Los Miserables
Autor: Víctor Hugo
Quinta Parte: Jean Valjean
Libro noveno
Sombra suprema, supremo amanecer
Cap III : El que levantaba la carreta de Fauchelevent no puede con el peso de una pluma.
Un día, a última hora de la tarde, a Jean Valjean le costó incorporarse apoyándose en el codo; se cogió la mano y no se encontró el pulso; tenía el resuello corto y se le paraba a ratos; se dio cuenta de que estaba más débil que antes. Entonces, seguramente por la presión de alguna preocupación suprema, hizo un esfuerzo, se sentó en la cama y se vistió. Se puso su ropa vieja de obrero. Como ya no salía a la calle, había vuelto a vestirse así y lo prefería. Tuvo que pararse varias veces mientras se vestía; sólo con meterse las mangas de la chaqueta le chorreaba el sudor por la frente.
Desde que estaba solo, había puesto la cama en el recibidor, para vivir lo menos posible en aquel piso desierto.
Abrió la maleta y sacó el ajuar de Cosette.
Lo extendió encima de la cama.
Los candeleros del obispo estaban en su sitio, encima de la chimenea. Sacó de un cajón dos velas de cera y las puso en los candeleros. Luego, aunque aún era pleno día porque estaban en verano, las encendió. Así se ven a veces velas encendidas en pleno día en las habitaciones en que hay un muerto.
Todos los pasos que daba, para ir de un mueble a otro, lo dejaban extenuado y no le quedaba más remedio que sentarse. No era un cansancio ordinario que gasta la fuerza para renovarla; era lo que le quedaba de los movimientos posibles; era la vida consumida que se escapa gota a gota en esfuerzos extenuantes que nunca más volverán a hacerse.
Una de las sillas en que se desplomó estaba delante del espejo que tan fatídico le había sido a él y tan providencial le había sido a Marius, en el que había leído en el secante, al revés, la carta de Cosette. Se vio en ese espejo y no se reconoció. Tenía ochenta años; antes de la boda de Marius, apenas si le hubiesen echado cincuenta; aquel año había valido por treinta. Lo que tenía en la frente no eran ya arrugas de la edad, era la marca misteriosa de la muerte. Se notaba cómo había ahondado la uña inmisericorde.
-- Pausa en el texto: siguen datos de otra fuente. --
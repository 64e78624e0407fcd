//! Debounced saving of the open project.

use crate::config::{DEFAULT_AUTOSAVE_INTERVAL_SECS, EditorConfig};
use crate::storage::{FileStorage, Storage, StorageResult};
use crate::store::Project;
use std::sync::Arc;
use std::time::{Duration, Instant};
use uuid::Uuid;

/// Key under which the most recently saved project is mirrored.
pub const LAST_PROJECT_KEY: &str = "__last_project__";

/// Saves a project at most once per interval while it has unsaved changes.
pub struct AutoSaveManager<S: Storage> {
    storage: Arc<S>,
    interval: Duration,
    last_save: Option<Instant>,
    dirty: bool,
    project_id: Option<String>,
}

impl<S: Storage> AutoSaveManager<S> {
    pub fn new(storage: Arc<S>) -> Self {
        Self {
            storage,
            interval: Duration::from_secs(DEFAULT_AUTOSAVE_INTERVAL_SECS),
            last_save: None,
            dirty: false,
            project_id: None,
        }
    }

    /// A manager using the configured interval.
    pub fn with_config(storage: Arc<S>, config: &EditorConfig) -> Self {
        let mut manager = Self::new(storage);
        manager.interval = config.autosave_interval();
        manager
    }

    pub fn set_interval(&mut self, interval: Duration) {
        self.interval = interval;
    }

    pub fn interval(&self) -> Duration {
        self.interval
    }

    pub fn mark_dirty(&mut self) {
        self.dirty = true;
    }

    pub fn is_dirty(&self) -> bool {
        self.dirty
    }

    pub fn set_project_id(&mut self, id: Option<String>) {
        self.project_id = id;
    }

    pub fn project_id(&self) -> Option<&str> {
        self.project_id.as_deref()
    }

    /// Dirty and the interval has elapsed since the last save.
    pub fn should_save(&self) -> bool {
        if !self.dirty {
            return false;
        }
        match self.last_save {
            Some(last) => last.elapsed() >= self.interval,
            None => true,
        }
    }

    /// Save if [`should_save`](Self::should_save). Failures are logged and
    /// leave the manager dirty so the next tick retries.
    pub async fn maybe_save(&mut self, project: &Project) -> bool {
        if !self.should_save() {
            return false;
        }
        match self.save(project).await {
            Ok(()) => true,
            Err(e) => {
                log::warn!("Autosave failed: {}", e);
                false
            }
        }
    }

    /// Save now. A project without an id gets a fresh one.
    pub async fn save(&mut self, project: &Project) -> StorageResult<()> {
        let id = self
            .project_id
            .get_or_insert_with(|| Uuid::new_v4().to_string())
            .clone();

        self.storage.save(&id, project).await?;
        self.storage.save(LAST_PROJECT_KEY, project).await?;

        self.last_save = Some(Instant::now());
        self.dirty = false;
        Ok(())
    }

    pub async fn load(&mut self, id: &str) -> StorageResult<Project> {
        let project = self.storage.load(id).await?;
        self.project_id = Some(id.to_string());
        self.dirty = false;
        self.last_save = Some(Instant::now());
        Ok(project)
    }

    /// The most recently saved project, if any. Its original id is unknown,
    /// so the next save goes under a new id unless one is set.
    pub async fn load_last(&mut self) -> Option<Project> {
        match self.storage.load(LAST_PROJECT_KEY).await {
            Ok(project) => {
                self.dirty = false;
                self.last_save = Some(Instant::now());
                Some(project)
            }
            Err(e) => {
                log::debug!("No last project: {}", e);
                None
            }
        }
    }

    pub async fn delete(&self, id: &str) -> StorageResult<()> {
        self.storage.delete(id).await
    }

    /// Saved project ids, without the last-project mirror.
    pub async fn list_projects(&self) -> StorageResult<Vec<String>> {
        let mut ids = self.storage.list().await?;
        ids.retain(|id| id != LAST_PROJECT_KEY);
        Ok(ids)
    }

    pub async fn exists(&self, id: &str) -> StorageResult<bool> {
        self.storage.exists(id).await
    }

    pub fn storage(&self) -> &Arc<S> {
        &self.storage
    }
}

/// File storage in the per-user data directory.
pub fn create_default_storage() -> StorageResult<Arc<FileStorage>> {
    Ok(Arc::new(FileStorage::default_location()?))
}

pub type DefaultAutoSaveManager = AutoSaveManager<FileStorage>;

pub fn create_autosave_manager() -> StorageResult<DefaultAutoSaveManager> {
    Ok(AutoSaveManager::new(create_default_storage()?))
}
//! Rectangular pegboards.

use super::{PegboardShape, ShapeKind};

pub(super) fn square(size: usize) -> PegboardShape {
    PegboardShape::new(ShapeKind::Square, size, size)
}

/// Rectangles carry no mask. `hollow` is kept on the shape so the editor can
/// display it, but every in-bounds cell stays valid.
pub(super) fn rectangle(cols: usize, rows: usize, hollow: bool) -> PegboardShape {
    let mut shape = PegboardShape::new(ShapeKind::Rectangle, cols, rows);
    shape.hollow = hollow;
    shape
}

#[cfg(test)]
mod tests {
    use super::super::PegboardShape;

    #[test]
    fn test_rectangle_creation() {
        let rect = PegboardShape::rectangle(29, 14, false);
        assert_eq!(rect.cols, 29);
        assert_eq!(rect.rows, 14);
        assert!(rect.mask.is_none());
        assert_eq!(rect.valid_cell_count(), 29 * 14);
    }

    #[test]
    fn test_hollow_rectangle_keeps_full_coverage() {
        let rect = PegboardShape::rectangle(5, 5, true);
        assert!(rect.hollow);
        assert!(rect.contains(2, 2));
    }

    #[test]
    fn test_square() {
        let square = PegboardShape::square(29);
        assert_eq!((square.cols, square.rows), (29, 29));
        assert!(square.contains(28, 28));
        assert!(!square.contains(29, 0));
    }
}
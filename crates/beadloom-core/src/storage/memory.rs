//! In-memory storage.

use super::{BoxFuture, Storage, StorageError, StorageResult};
use crate::store::Project;
use std::collections::HashMap;
use std::sync::RwLock;

/// Keeps projects in a map. Used by tests and throwaway sessions.
#[derive(Default)]
pub struct MemoryStorage {
    projects: RwLock<HashMap<String, Project>>,
}

impl MemoryStorage {
    pub fn new() -> Self {
        Self::default()
    }
}

fn lock_error(e: impl std::fmt::Display) -> StorageError {
    StorageError::Other(format!("Lock error: {}", e))
}

impl Storage for MemoryStorage {
    fn save(&self, id: &str, project: &Project) -> BoxFuture<'_, StorageResult<()>> {
        let id = id.to_string();
        // Entities are Arc-shared, so this clones the maps only.
        let project = project.clone();
        Box::pin(async move {
            self.projects.write().map_err(lock_error)?.insert(id, project);
            Ok(())
        })
    }

    fn load(&self, id: &str) -> BoxFuture<'_, StorageResult<Project>> {
        let id = id.to_string();
        Box::pin(async move {
            let projects = self.projects.read().map_err(lock_error)?;
            projects.get(&id).cloned().ok_or(StorageError::NotFound(id))
        })
    }

    fn delete(&self, id: &str) -> BoxFuture<'_, StorageResult<()>> {
        let id = id.to_string();
        Box::pin(async move {
            self.projects.write().map_err(lock_error)?.remove(&id);
            Ok(())
        })
    }

    fn list(&self) -> BoxFuture<'_, StorageResult<Vec<String>>> {
        Box::pin(async move {
            let projects = self.projects.read().map_err(lock_error)?;
            Ok(projects.keys().cloned().collect())
        })
    }

    fn exists(&self, id: &str) -> BoxFuture<'_, StorageResult<bool>> {
        let id = id.to_string();
        Box::pin(async move { Ok(self.projects.read().map_err(lock_error)?.contains_key(&id)) })
    }
}
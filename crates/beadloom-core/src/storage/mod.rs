//! Persistence of whole projects.

mod autosave;
mod file;
mod memory;

pub use autosave::{
    AutoSaveManager, DefaultAutoSaveManager, LAST_PROJECT_KEY, create_autosave_manager,
    create_default_storage,
};
pub use file::FileStorage;
pub use memory::MemoryStorage;

use crate::store::Project;
use std::future::Future;
use std::pin::Pin;
use thiserror::Error;

/// Storage errors.
#[derive(Debug, Error)]
pub enum StorageError {
    #[error("Project not found: {0}")]
    NotFound(String),
    #[error("Serialization error: {0}")]
    Serialization(String),
    #[error("IO error: {0}")]
    Io(String),
    #[error("Storage error: {0}")]
    Other(String),
}

/// Result type for storage operations.
pub type StorageResult<T> = Result<T, StorageError>;

/// Boxed future returned by storage backends.
pub type BoxFuture<'a, T> = Pin<Box<dyn Future<Output = T> + Send + 'a>>;

/// A place projects can be saved to and loaded from, keyed by id.
pub trait Storage: Send + Sync {
    /// Save a project, replacing any previous copy under `id`.
    fn save(&self, id: &str, project: &Project) -> BoxFuture<'_, StorageResult<()>>;

    fn load(&self, id: &str) -> BoxFuture<'_, StorageResult<Project>>;

    /// Delete a project. Deleting a missing id is not an error.
    fn delete(&self, id: &str) -> BoxFuture<'_, StorageResult<()>>;

    fn list(&self) -> BoxFuture<'_, StorageResult<Vec<String>>>;

    fn exists(&self, id: &str) -> BoxFuture<'_, StorageResult<bool>>;
}

/// Minimal executor for driving storage futures in tests.
#[cfg(test)]
pub(crate) fn block_on<F: Future>(f: F) -> F::Output {
    use std::task::{Context, Poll, RawWaker, RawWakerVTable, Waker};

    fn dummy_raw_waker() -> RawWaker {
        fn no_op(_: *const ()) {}
        fn clone(_: *const ()) -> RawWaker {
            dummy_raw_waker()
        }
        static VTABLE: RawWakerVTable = RawWakerVTable::new(clone, no_op, no_op, no_op);
        RawWaker::new(std::ptr::null(), &VTABLE)
    }

    let waker = unsafe { Waker::from_raw(dummy_raw_waker()) };
    let mut cx = Context::from_waker(&waker);
    let mut f = std::pin::pin!(f);

    loop {
        if let Poll::Ready(result) = f.as_mut().poll(&mut cx) {
            return result;
        }
    }
}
Le colgaban las mejillas; el cutis tenía ahora ese color que hace pensar que ya hay tierra por encima de la cara; ambas comisuras de los labios miraban para abajo, como en esas máscaras que los antiguos esculpían en las tumbas; miraba al vacío como con expresión de reproche; hubiérase dicho uno de esos grandes personajes trágicos que tienen queja de alguien.
Estaba en la siguiente situación: la última etapa del abatimiento, en que el dolor ya no fluye; está coagulado, por decirlo de alguna manera; hay en el alma algo así como un coágulo de desesperación.
Había caído la noche. Arrastró trabajosamente una mesa y el sillón viejo hasta la chimenea y puso encima de la mesa pluma, tintero y papel.
Tras hacerlo, tuvo un desvanecimiento. Cuando recobró el conocimiento, tenía sed. Como no podía levantar el jarro de agua, se lo inclinó trabajosamente hacia la boca y bebió un trago.
Luego, sin levantarse, porque no se tenía de pie, se volvió hacia la cama; miró el vestidito negro y todas aquellas cosas que tanto quería.
Contemplaciones así duran horas que parecen minutos. De repente, tuvo un escalofrío, notó que el frío le llegaba; se acodó en la mesa, que alumbraban los candeleros del obispo, y cogió la pluma.
Como la pluma y la tinta llevaban mucho sin usarse, la punta de la pluma estaba doblada, y la tinta, seca; tuvo que levantarse y poner unas cuantas gotas de agua en la tinta, cosa que no pudo hacer sin pararse y sentarse dos o tres veces; y tuvo que escribir con el dorso de la pluma. De vez en cuando, se enjugaba la frente.